The Office for Security and Counter Terrorism (Home Office) has now released the responses to its three-month consultation launched in April this year – Protecting the Public in a Changing Communications Environment – which examined the Regulation of Investigatory Powers Act 2000 (RIPA).

It states that every telecommunications company and internet service provider will be required by law to keep a record of every customer’s personal communications, showing who they are contacting, when, where and which websites they are visiting.

Records of every single click will be logged and accessed by 653 public bodies – including police, local councils, the Financial Services Authority (FSA), the Ambulance Service, fire authorities and prison governors.

Out of 222 respondents to the consultation, over 40% (90) did not address the questions asked but objected generally to the paper, almost invariably on the grounds of opposition in principle to any sort of surveillance.

Of those whose responses were considered, exactly half said that the proposed safeguards for the information to be stored were not adequate. Only 29% supported the Government’s approach, whereas 38% were against it.

Permission to access this confidential information will not come from a judge or magistrate as many expected, but simply from a senior police officer or the equivalent of a deputy head of department at a local authority.

According to The Telegraph newspaper, ministers had originally wanted to store the information on a massive Government-run database, but chose not to because of privacy concerns.

However, the fact that private firms will store the data still does not appear to allay privacy fears. Currently, call and email data is often held on an adhoc basis by companies, usually for business purposes.

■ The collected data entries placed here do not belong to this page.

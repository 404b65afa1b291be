// SPDX-License-Identifier: MIT
// Copyright (c) 2026 Alfred Jean LLC

//! Connectivity probes.
//!
//! A probe answers one question before a drain starts: is the remote worth
//! trying right now? It is a cheap gate, not a guarantee; a drain still
//! handles unreachable outcomes per request.

use std::future::Future;
use std::pin::Pin;
use std::sync::atomic::{AtomicBool, Ordering};
use std::sync::Arc;
use std::time::Duration;

use tokio::net::TcpStream;

use super::transport::RemoteTarget;

/// Reports whether the remote service can currently be reached.
pub trait ConnectivityProbe: Send + Sync {
    fn is_reachable(&self) -> Pin<Box<dyn Future<Output = bool> + Send + '_>>;
}

impl<P: ConnectivityProbe + ?Sized> ConnectivityProbe for Box<P> {
    fn is_reachable(&self) -> Pin<Box<dyn Future<Output = bool> + Send + '_>> {
        (**self).is_reachable()
    }
}

impl<P: ConnectivityProbe + ?Sized> ConnectivityProbe for Arc<P> {
    fn is_reachable(&self) -> Pin<Box<dyn Future<Output = bool> + Send + '_>> {
        (**self).is_reachable()
    }
}

/// Probe that opens (and immediately drops) a TCP connection.
#[derive(Debug, Clone)]
pub struct TcpProbe {
    address: String,
    timeout: Duration,
}

impl TcpProbe {
    /// Probes `address` (`host:port`), giving up after `timeout`.
    pub fn new(address: impl Into<String>, timeout: Duration) -> Self {
        TcpProbe {
            address: address.into(),
            timeout,
        }
    }

    /// Probes the host and port of a remote target's base address.
    pub fn for_target(target: &RemoteTarget, timeout: Duration) -> Self {
        Self::new(target.socket_address(), timeout)
    }

    pub fn address(&self) -> &str {
        &self.address
    }
}

impl ConnectivityProbe for TcpProbe {
    fn is_reachable(&self) -> Pin<Box<dyn Future<Output = bool> + Send + '_>> {
        Box::pin(async move {
            let result =
                tokio::time::timeout(self.timeout, TcpStream::connect(self.address.as_str())).await;
            let reachable = matches!(result, Ok(Ok(_)));
            tracing::debug!(address = %self.address, reachable, "probed remote");
            reachable
        })
    }
}

/// Probe with a fixed, externally switchable answer.
#[derive(Debug)]
pub struct StaticProbe {
    reachable: AtomicBool,
}

impl StaticProbe {
    pub fn new(reachable: bool) -> Self {
        StaticProbe {
            reachable: AtomicBool::new(reachable),
        }
    }

    pub fn set(&self, reachable: bool) {
        self.reachable.store(reachable, Ordering::Release);
    }
}

impl ConnectivityProbe for StaticProbe {
    fn is_reachable(&self) -> Pin<Box<dyn Future<Output = bool> + Send + '_>> {
        let reachable = self.reachable.load(Ordering::Acquire);
        Box::pin(std::future::ready(reachable))
    }
}

#[cfg(test)]
#[path = "probe_tests.rs"]
mod tests;
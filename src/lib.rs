//! Display of EVM call trees as text trees.
//!
//! The call tree itself comes from [`types`], rendering lives in [`display`].
pub use calltree_display as display;
pub use calltree_types as types;

pub use calltree_display::{render_lines, render_tree, DisplayNode};
pub use calltree_types::{CallNode, CallType};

The new rules – known as the Intercept Modernisation Programme – will not only force communication companies to keep their records for longer, but to expand the type of data they keep to include details of every website their customers visit – effectively registering every click online.

While public authorities will not be able to view the contents of these emails or phone calls – they will be able to see the internet addresses, dates, times and users of telephone numbers and texts.

The firms involved in keeping the data, such as Orange, BT and Vodafone, will be reimbursed at a cost to the taxpayer of £2 billion over 10 years.